He quedado con Koldo en esta plaza un quince de julio, a la sombra de la terraza del Café Iruña. A estas horas, primeras de un tarde de sol de fuego, la ciudad yace muerta tras la convulsión sanferminera. El suelo todavía está pegajoso y de todos los rincones llegan efluvios de orines y vomitonas, a pesar de los esfuerzos de varios equipos de limpieza que, disfrazados de verde, dan vueltas sin fin a la plaza.
Koldo –un Koldo de los de siempre que nunca se llamó Luis– es historiador y ha hecho lo que él llama una “arqueología de los sanfermines” porque siempre le extrañó que bajo un régimen tan autoritario como el franquista –“¡el Régimen”!– se permitiera tamaño desmadre colectivo como las Fiestas de San Fermín, unas fiestas que convertían a Pamplona en una ciudad sin ley durante ocho días al año. Koldo dice que la clave de todo está en la Cruz Laureada de San Fernando que le fue otorgada a Navarra “por su contribución al Alzamiento Nacional de 1936”.
Esta Cruz, continúa Koldo, sirvió a la derecha (sobre todo carlista) navarra para hacer de su capa un sayo y, poco a poco, gentes como los Baleztena, los Pérez Salazar o el mismo Maestro Bravo, fueron diseñando toda una parafernalia festiva que incluía canciones como el “Uno de enero”, el uniforme blanco con el pañuelo rojo o la ceremonia del cohete el día seis de julio. La derecha impuso a lo largo de los años su modelo sanferminero hasta el punto de que hoy parece el de toda la vida, y cuando el modelo se torció políticamente, como en 1978, no dudó en sacar de nuevo las armas a la calle, desalojando a tiros la plaza de toros (Vaya aquí un recuerdo para Germán Rodríguez, compañero de clase en los Hermanos Maristas, asesinado de un balazo en la cabeza).

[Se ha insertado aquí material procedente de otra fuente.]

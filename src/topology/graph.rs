use serde::Serialize;

use crate::lsdb::db::Lsdb;
use crate::lsdb::lsa::{LinkType, RouterId};

#[derive(Debug, Clone, Copy, PartialEq, Eq, Serialize)]
#[serde(rename_all = "lowercase")]
pub enum NodeKind {
    Router,
    Network,
}

#[derive(Debug, Clone, PartialEq, Eq, Serialize)]
pub struct GraphNode {
    pub id: String,
    #[serde(rename = "type")]
    pub kind: NodeKind,
    pub name: String,
}

#[derive(Debug, Clone, PartialEq, Eq, Serialize)]
pub struct GraphLink {
    pub source: String,
    pub target: String,
}

#[derive(Debug, Clone, Default, Serialize)]
pub struct GraphInfo {
    pub nodes: Vec<GraphNode>,
    pub links: Vec<GraphLink>,
}

/// Router and network ids share dotted-quad syntax; node ids carry a
/// namespace prefix so the two spaces cannot collide in the rendered graph.
pub fn router_node_id(id: &RouterId) -> String {
    format!("rtr:{id}")
}

pub fn network_node_id(id: &RouterId) -> String {
    format!("net:{id}")
}

/// Derive the node/link description for the force-directed layout.
///
/// Links stay directed exactly as asserted: one per point-to-point or
/// virtual router link, one per attached-router entry. The layout only
/// needs connectivity, so no full-mesh expansion happens here.
pub fn graph_info(lsdb: &Lsdb) -> GraphInfo {
    let mut info = GraphInfo::default();

    for lsa in lsdb.routers() {
        info.nodes.push(GraphNode {
            id: router_node_id(&lsa.id),
            kind: NodeKind::Router,
            name: lsa.id.to_string(),
        });
        for link in lsa.links() {
            match link.link_type {
                LinkType::PointToPoint | LinkType::Virtual => info.links.push(GraphLink {
                    source: router_node_id(&lsa.id),
                    target: router_node_id(&link.link_id),
                }),
                LinkType::Transit | LinkType::Stub => {}
            }
        }
    }

    for lsa in lsdb.networks() {
        info.nodes.push(GraphNode {
            id: network_node_id(&lsa.id),
            kind: NodeKind::Network,
            name: lsa.id.to_string(),
        });
        for attached in lsa.attached_routers() {
            info.links.push(GraphLink {
                source: network_node_id(&lsa.id),
                target: router_node_id(attached),
            });
        }
    }

    info
}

Yo escucho a Koldo atentamente porque veo que se ha ido enfadando mientras me participaba sus hallazgos. Todo su relato ha tenido algo de trágico, sobre todo por lo inevitable. Pedimos otro pacharán con hielo que nos sirve un camarero medio dormido y él saca a la luz personajes que todavía pueblan el callejero pamplonés como González-Tablas, o Lucio Arrieta, miembros de la famosa “Escuadra del Águila” que capitaneada por José Moreno, dueño en su momento del Hotel La Perla, fusiló a un buen número de convecinos. “Por no hablar del luego eximio arquitecto Víctor Eusa, del panadero Taberna o del ínclito Conde de Rodezno…¡ toda un pandilla de fascistas!”.

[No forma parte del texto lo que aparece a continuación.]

use std::collections::BTreeMap;

use thiserror::Error;
use tracing::warn;

use crate::lsdb::lsa::{LinkType, Lsa, LsaId, LsaType, RouterId, RouterLink};
use crate::lsdb::record::{DumpRecord, RecordError};

#[derive(Debug, Clone, Error)]
pub enum DbError {
    #[error("duplicated {lsa_type} LSA id {id}")]
    DuplicateLsa { lsa_type: LsaType, id: LsaId },
}

/// A malformed line cannot be recovered from; the rest of the dump is not
/// trusted once tokenizing fails.
#[derive(Debug, Clone, Error)]
#[error("line {line}: {source}")]
pub struct BuildError {
    pub line: usize,
    #[source]
    pub source: RecordError,
}

#[derive(Debug, Clone, Copy, Default, PartialEq, Eq)]
pub struct BuildStats {
    /// Non-blank lines parsed into records.
    pub records: usize,
    /// Records dropped for an unsupported LSA or link type code.
    pub skipped: usize,
    /// Duplicate (type, id) registrations rejected.
    pub duplicates: usize,
}

/// The Link-State Database: one keyed container per LSA type. The two id
/// spaces are independent, so every lookup is type-scoped.
#[derive(Debug, Clone, Default)]
pub struct Lsdb {
    routers: BTreeMap<LsaId, Lsa>,
    networks: BTreeMap<LsaId, Lsa>,
}

impl Lsdb {
    pub fn new() -> Self {
        Self::default()
    }

    fn scope(&self, lsa_type: LsaType) -> &BTreeMap<LsaId, Lsa> {
        match lsa_type {
            LsaType::Router => &self.routers,
            LsaType::Network => &self.networks,
        }
    }

    fn scope_mut(&mut self, lsa_type: LsaType) -> &mut BTreeMap<LsaId, Lsa> {
        match lsa_type {
            LsaType::Router => &mut self.routers,
            LsaType::Network => &mut self.networks,
        }
    }

    /// Register an LSA. A second registration for the same (type, id) is
    /// rejected and the original stays in place.
    pub fn insert(&mut self, lsa: Lsa) -> Result<(), DbError> {
        let lsa_type = lsa.lsa_type();
        let scope = self.scope_mut(lsa_type);
        if scope.contains_key(&lsa.id) {
            return Err(DbError::DuplicateLsa {
                lsa_type,
                id: lsa.id,
            });
        }
        scope.insert(lsa.id.clone(), lsa);
        Ok(())
    }

    pub fn find(&self, lsa_type: LsaType, id: &LsaId) -> Option<&Lsa> {
        self.scope(lsa_type).get(id)
    }

    pub fn find_mut(&mut self, lsa_type: LsaType, id: &LsaId) -> Option<&mut Lsa> {
        self.scope_mut(lsa_type).get_mut(id)
    }

    /// Unused by the derivation pipeline; present for database completeness.
    #[allow(dead_code)]
    pub fn remove(&mut self, lsa_type: LsaType, id: &LsaId) -> Option<Lsa> {
        self.scope_mut(lsa_type).remove(id)
    }

    /// Router-LSAs in dotted-quad id order.
    pub fn routers(&self) -> impl Iterator<Item = &Lsa> {
        self.routers.values()
    }

    /// Network-LSAs in dotted-quad id order.
    pub fn networks(&self) -> impl Iterator<Item = &Lsa> {
        self.networks.values()
    }

    pub fn router_count(&self) -> usize {
        self.routers.len()
    }

    pub fn network_count(&self) -> usize {
        self.networks.len()
    }
}

/// Build an LSDB from a decoded dump, one record per line.
///
/// Links and attached routers accumulate across lines sharing the same
/// (type, id), in input order. Unsupported type codes are warned and
/// skipped; anything that fails to tokenize aborts the build.
pub fn build_from_lines<'a, I>(lines: I) -> Result<(Lsdb, BuildStats), BuildError>
where
    I: IntoIterator<Item = &'a str>,
{
    let mut lsdb = Lsdb::new();
    let mut stats = BuildStats::default();

    for (index, raw) in lines.into_iter().enumerate() {
        let lineno = index + 1;
        if raw.trim().is_empty() {
            continue;
        }
        let at_line = |source| BuildError {
            line: lineno,
            source,
        };

        let record = DumpRecord::parse(raw).map_err(at_line)?;
        stats.records += 1;

        let type_code = record.require_int("LSATYPE").map_err(at_line)?;
        let Some(lsa_type) = LsaType::from_code(type_code) else {
            warn!(code = type_code, line = lineno, "unsupported LSA type, skipping record");
            stats.skipped += 1;
            continue;
        };
        let id = LsaId::from(record.require_text("LSAID").map_err(at_line)?);

        if lsdb.find(lsa_type, &id).is_none() {
            let adv_router = RouterId::from(record.require_text("ADVROUTER").map_err(at_line)?);
            if let Err(err) = lsdb.insert(Lsa::new(lsa_type, adv_router, id.clone())) {
                warn!(%err, line = lineno, "dropping duplicate LSA registration");
                stats.duplicates += 1;
                continue;
            }
        }
        let Some(lsa) = lsdb.find_mut(lsa_type, &id) else {
            continue;
        };

        match lsa_type {
            LsaType::Router => {
                let link_code = record.require_int("LINKTYPE").map_err(at_line)?;
                let Some(link_type) = LinkType::from_code(link_code) else {
                    warn!(code = link_code, line = lineno, "unsupported link type, skipping record");
                    stats.skipped += 1;
                    continue;
                };
                let link_id = RouterId::from(record.require_text("LINKID").map_err(at_line)?);
                let link_data = record.require_text("DATA").map_err(at_line)?.to_string();
                lsa.push_link(RouterLink {
                    link_type,
                    link_id,
                    link_data,
                });
            }
            LsaType::Network => {
                let attached = RouterId::from(record.require_text("ATTACHED").map_err(at_line)?);
                lsa.push_attached(attached);
            }
        }
    }

    Ok((lsdb, stats))
}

El pacharán hace su efecto retardado y Koldo se serena. Yo no digo nada porque mi primer apellido circula entre los fascistas aunque el segundo me arme de razones republicanas y nacionalistas: así fue y así es Navarra. Algunos, muchos creo yo, somos hijos de las dos partes que en su momento helaron los corazones. Pero ser los hijos (o los nietos) no tiene por qué significar asumir ninguna culpa. Ni tampoco expurgarla. Eso ya lo dejó muy clarito, a la contra, el amigo Nietzsche.
Un viento flojo, denso y mal oliente, me aparta de mis pensamientos. Koldo se ha dormido, A mi izquierda se abre una ventana en el Hotel La Perla y asoma por ella un barbudo que parece la reencarnación de Ernest Hemingway. Saluda tímidamente y yo le devuelvo el saludo.